Scafati. Crisi commercio: addio a 108 attività

Resta ancora in negativo il saldo delle partite iva scafatesi negli ultimi 4 anni. Erano 4.876 le partite iva nel 2016, scese a 4.768 a dicembre 2019

Scafati. Commercio lumini funebri
Scafati. Commercio lumini funebri

Scafati. Addio a 108 attività commerciali.
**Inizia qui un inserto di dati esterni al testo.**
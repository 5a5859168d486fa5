use chrono::{DateTime, Utc};
use serde::{Deserialize, Serialize};
use utoipa::ToSchema;

use crate::{
    channels::SensorChannel,
    levels::{Level, Thresholds},
    models::{ActuatorStatus, SensorKind, SensorReading},
    units::{self, UnitPreferences},
};

/// Latest state of one sensor channel, ready for display.
#[derive(Debug, Clone, PartialEq, Serialize, Deserialize, ToSchema)]
pub struct SensorView {
    pub channel: String,
    pub kind: SensorKind,
    /// Value as stored, in canonical units (°C, ppm, %RH). `null` before the
    /// first reading.
    pub raw_value: Option<f64>,
    /// `raw_value` converted to the preferred display unit, two decimals.
    pub value: Option<f64>,
    /// Display unit symbol, e.g. `°F`.
    pub unit: String,
    /// Always computed from `raw_value`, never from the converted value.
    pub level: Level,
    pub observed_at: Option<DateTime<Utc>>,
}

impl SensorView {
    pub fn new(
        channel: &SensorChannel,
        latest: Option<&SensorReading>,
        prefs: &UnitPreferences,
        thresholds: &Thresholds,
    ) -> Self {
        let raw_value = latest.map(|r| r.value);
        Self {
            channel: channel.id.clone(),
            kind: channel.kind,
            raw_value,
            value: raw_value.map(|v| units::convert(v, channel.kind, prefs)),
            unit: units::symbol(channel.kind, prefs).to_owned(),
            level: thresholds.classify(raw_value, channel.kind),
            observed_at: latest.map(|r| r.observed_at),
        }
    }
}

#[derive(Debug, Clone, PartialEq, Serialize, Deserialize, ToSchema)]
pub struct ReadingDto {
    pub sequence_index: u64,
    /// Converted to the preferred display unit.
    pub value: f64,
    pub observed_at: DateTime<Utc>,
}

impl ReadingDto {
    pub fn new(reading: &SensorReading, kind: SensorKind, prefs: &UnitPreferences) -> Self {
        Self {
            sequence_index: reading.sequence_index,
            value: units::convert(reading.value, kind, prefs),
            observed_at: reading.observed_at,
        }
    }
}

/// One sensor channel with its recent history, oldest first.
#[derive(Debug, Clone, PartialEq, Serialize, Deserialize, ToSchema)]
pub struct SensorDetail {
    pub sensor: SensorView,
    pub history: Vec<ReadingDto>,
}

#[derive(Debug, Clone, PartialEq, Serialize, Deserialize, ToSchema)]
pub struct ActuatorDto {
    pub id: String,
    pub is_on: bool,
    /// Time of the last off→on transition, kept after switching off.
    pub turned_on_at: Option<DateTime<Utc>>,
}

impl ActuatorDto {
    pub fn new(id: &str, status: ActuatorStatus) -> Self {
        Self {
            id: id.to_owned(),
            is_on: status.is_on,
            turned_on_at: status.turned_on_at,
        }
    }
}

/// Request body for `PUT /actuators/{id}`.
#[derive(Debug, Clone, Serialize, Deserialize, ToSchema)]
pub struct SetActuatorRequest {
    pub is_on: bool,
}

/// Returned once the store has accepted an actuator write. The confirmed
/// state arrives later through the actuator's feed.
#[derive(Debug, Clone, PartialEq, Serialize, Deserialize, ToSchema)]
pub struct ActuatorRequested {
    pub id: String,
    pub requested_on: bool,
}
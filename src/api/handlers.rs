use axum::{
    extract::{Path, State},
    http::StatusCode,
    Json,
};
use utoipa::OpenApi;

use super::{
    dto::{ActuatorDto, ActuatorRequested, ReadingDto, SensorDetail, SensorView, SetActuatorRequest},
    errors::ApiError,
    AppState,
};
use crate::{
    levels::Level,
    models::SensorKind,
    settings::{Settings, SettingsPatch},
    units::{GasUnit, MoistureUnit, TemperatureUnit},
};

// ---------------------------------------------------------------------------
// Sensors
// ---------------------------------------------------------------------------

/// Latest value of every configured sensor channel, converted to the
/// preferred units and classified.
#[utoipa::path(
    get,
    path = "/sensors",
    responses(
        (status = 200, description = "One entry per sensor channel, in configuration order", body = Vec<SensorView>),
    ),
    tag = "sensors"
)]
pub async fn list_sensors(State(state): State<AppState>) -> Json<Vec<SensorView>> {
    let prefs = state.settings.get().units();
    let mut views = Vec::with_capacity(state.channels.sensors.len());
    for channel in &state.channels.sensors {
        let latest = state.history.latest(&channel.id).await;
        views.push(SensorView::new(channel, latest.as_ref(), &prefs, &state.thresholds));
    }
    Json(views)
}

/// One sensor channel with up to the last 20 readings, oldest first.
#[utoipa::path(
    get,
    path = "/sensors/{channel}",
    params(
        ("channel" = String, Path, description = "Sensor channel id, e.g. `moisture3`"),
    ),
    responses(
        (status = 200, description = "Sensor state and recent history", body = SensorDetail),
        (status = 404, description = "Unknown channel"),
    ),
    tag = "sensors"
)]
pub async fn get_sensor(
    State(state): State<AppState>,
    Path(channel): Path<String>,
) -> Result<Json<SensorDetail>, ApiError> {
    let sensor = state
        .channels
        .sensor(&channel)
        .ok_or_else(|| ApiError::UnknownChannel(channel.clone()))?;
    let prefs = state.settings.get().units();
    let latest = state.history.latest(&sensor.id).await;
    let readings = state.history.readings(&sensor.id).await;

    Ok(Json(SensorDetail {
        sensor: SensorView::new(sensor, latest.as_ref(), &prefs, &state.thresholds),
        history: readings
            .iter()
            .map(|r| ReadingDto::new(r, sensor.kind, &prefs))
            .collect(),
    }))
}

// ---------------------------------------------------------------------------
// Actuators
// ---------------------------------------------------------------------------

/// Confirmed state of every configured actuator. Actuators the store has
/// not reported yet are shown as off.
#[utoipa::path(
    get,
    path = "/actuators",
    responses(
        (status = 200, description = "One entry per actuator, in configuration order", body = Vec<ActuatorDto>),
    ),
    tag = "actuators"
)]
pub async fn list_actuators(State(state): State<AppState>) -> Json<Vec<ActuatorDto>> {
    let mut actuators = Vec::with_capacity(state.channels.actuators.len());
    for id in &state.channels.actuators {
        let status = state.board.get(id).await.unwrap_or_default();
        actuators.push(ActuatorDto::new(id, status));
    }
    Json(actuators)
}

#[utoipa::path(
    get,
    path = "/actuators/{id}",
    params(
        ("id" = String, Path, description = "Actuator id, e.g. `Pump`"),
    ),
    responses(
        (status = 200, description = "Confirmed actuator state", body = ActuatorDto),
        (status = 404, description = "Unknown actuator"),
    ),
    tag = "actuators"
)]
pub async fn get_actuator(
    State(state): State<AppState>,
    Path(id): Path<String>,
) -> Result<Json<ActuatorDto>, ApiError> {
    if !state.channels.is_actuator(&id) {
        return Err(ApiError::UnknownChannel(id));
    }
    let status = state.board.get(&id).await.unwrap_or_default();
    Ok(Json(ActuatorDto::new(&id, status)))
}

/// Request an actuator on or off. Answers once the store has accepted the
/// write; the confirmed state follows through the live feed.
#[utoipa::path(
    put,
    path = "/actuators/{id}",
    params(
        ("id" = String, Path, description = "Actuator id, e.g. `Pump`"),
    ),
    request_body = SetActuatorRequest,
    responses(
        (status = 202, description = "Write accepted by the store", body = ActuatorRequested),
        (status = 404, description = "Unknown actuator"),
        (status = 502, description = "Store rejected the write"),
    ),
    tag = "actuators"
)]
pub async fn set_actuator(
    State(state): State<AppState>,
    Path(id): Path<String>,
    Json(body): Json<SetActuatorRequest>,
) -> Result<(StatusCode, Json<ActuatorRequested>), ApiError> {
    state.control.set_actuator(&id, body.is_on).await?;
    Ok((
        StatusCode::ACCEPTED,
        Json(ActuatorRequested {
            id,
            requested_on: body.is_on,
        }),
    ))
}

/// Request the opposite of the actuator's confirmed state.
#[utoipa::path(
    post,
    path = "/actuators/{id}/toggle",
    params(
        ("id" = String, Path, description = "Actuator id, e.g. `Pump`"),
    ),
    responses(
        (status = 202, description = "Write accepted by the store", body = ActuatorRequested),
        (status = 404, description = "Unknown actuator"),
        (status = 502, description = "Store rejected the write"),
    ),
    tag = "actuators"
)]
pub async fn toggle_actuator(
    State(state): State<AppState>,
    Path(id): Path<String>,
) -> Result<(StatusCode, Json<ActuatorRequested>), ApiError> {
    let requested_on = state.control.toggle(&id).await?;
    Ok((StatusCode::ACCEPTED, Json(ActuatorRequested { id, requested_on })))
}

// ---------------------------------------------------------------------------
// Settings
// ---------------------------------------------------------------------------

#[utoipa::path(
    get,
    path = "/settings",
    responses(
        (status = 200, description = "Current display preferences", body = Settings),
    ),
    tag = "settings"
)]
pub async fn get_settings(State(state): State<AppState>) -> Json<Settings> {
    Json(state.settings.get())
}

/// Change some preferences. Fields left out keep their value.
#[utoipa::path(
    patch,
    path = "/settings",
    request_body = SettingsPatch,
    responses(
        (status = 200, description = "Preferences after the update", body = Settings),
    ),
    tag = "settings"
)]
pub async fn update_settings(
    State(state): State<AppState>,
    Json(patch): Json<SettingsPatch>,
) -> Json<Settings> {
    Json(state.settings.update(patch))
}

// ---------------------------------------------------------------------------
// Health check
// ---------------------------------------------------------------------------

/// Returns `200 OK` with `{"status":"ok"}` when the server is running.
#[utoipa::path(
    get,
    path = "/health",
    responses(
        (status = 200, description = "Service is healthy"),
    ),
    tag = "system"
)]
pub async fn health() -> axum::Json<serde_json::Value> {
    axum::Json(serde_json::json!({ "status": "ok" }))
}

// ---------------------------------------------------------------------------
// OpenAPI spec
// ---------------------------------------------------------------------------

#[derive(OpenApi)]
#[openapi(
    paths(
        list_sensors,
        get_sensor,
        list_actuators,
        get_actuator,
        set_actuator,
        toggle_actuator,
        get_settings,
        update_settings,
        health
    ),
    components(schemas(
        SensorView,
        ReadingDto,
        SensorDetail,
        ActuatorDto,
        SetActuatorRequest,
        ActuatorRequested,
        Settings,
        SettingsPatch,
        SensorKind,
        Level,
        TemperatureUnit,
        GasUnit,
        MoistureUnit
    )),
    tags(
        (name = "sensors",   description = "Live sensor readings"),
        (name = "actuators", description = "Actuator state and control"),
        (name = "settings",  description = "Display preferences"),
        (name = "system",    description = "System endpoints"),
    ),
    info(
        title = "Vermimometer API",
        version = "0.1.0",
        description = "Live readings and actuator control for a vermicomposting bin"
    )
)]
pub struct ApiDoc;

// ---------------------------------------------------------------------------
// Tests
// ---------------------------------------------------------------------------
Resta ancora in negativo il saldo delle partite iva scafatesi negli ultimi 4 anni. Erano 4.876 le partite iva nel 2016, scese a 4.768 a dicembre 2019. Significa, che tra nuove attività aperte e quelle invece chiuse, la città ha visto “scomparire” dal territorio ben 108 attività commerciali. In realtà, più che scomparire, il tessuto commerciale locale sembra stia trasformandosi.

I dati ufficiali.

Lo dicono i dati ufficiali elaborati dalla dottoressa Irene Giannattasio, responsabile Studi, Supporto Strategico e Programmazione – Statistica e Prezzi della Camera di Commercio di Salerno. Dall’analisi del triennio 2016/2019, abbiamo un saldo complessivo negativo di 108 attività. Nel 2016 alzavano serranda 386 attività, rispetto alle 310 che cessavano. Negli anni il dato si è amaramente invertito. A dicembre 2019 saranno 288 le nuove imprese, a fronte delle 336 che hanno dato l’addio. L’anno nero si conferma il 2018, quando chiuderanno 322 attività a fronte delle 274 start up registrate. E’ vero che il saldo vede un netto meno 108, ma è anche vero che se un settore piange, un altro ride. Ad avvertire maggiormente la crisi è il settore del commercio, ingrosso e dettaglio.

L’allarme delle associazioni di categoria.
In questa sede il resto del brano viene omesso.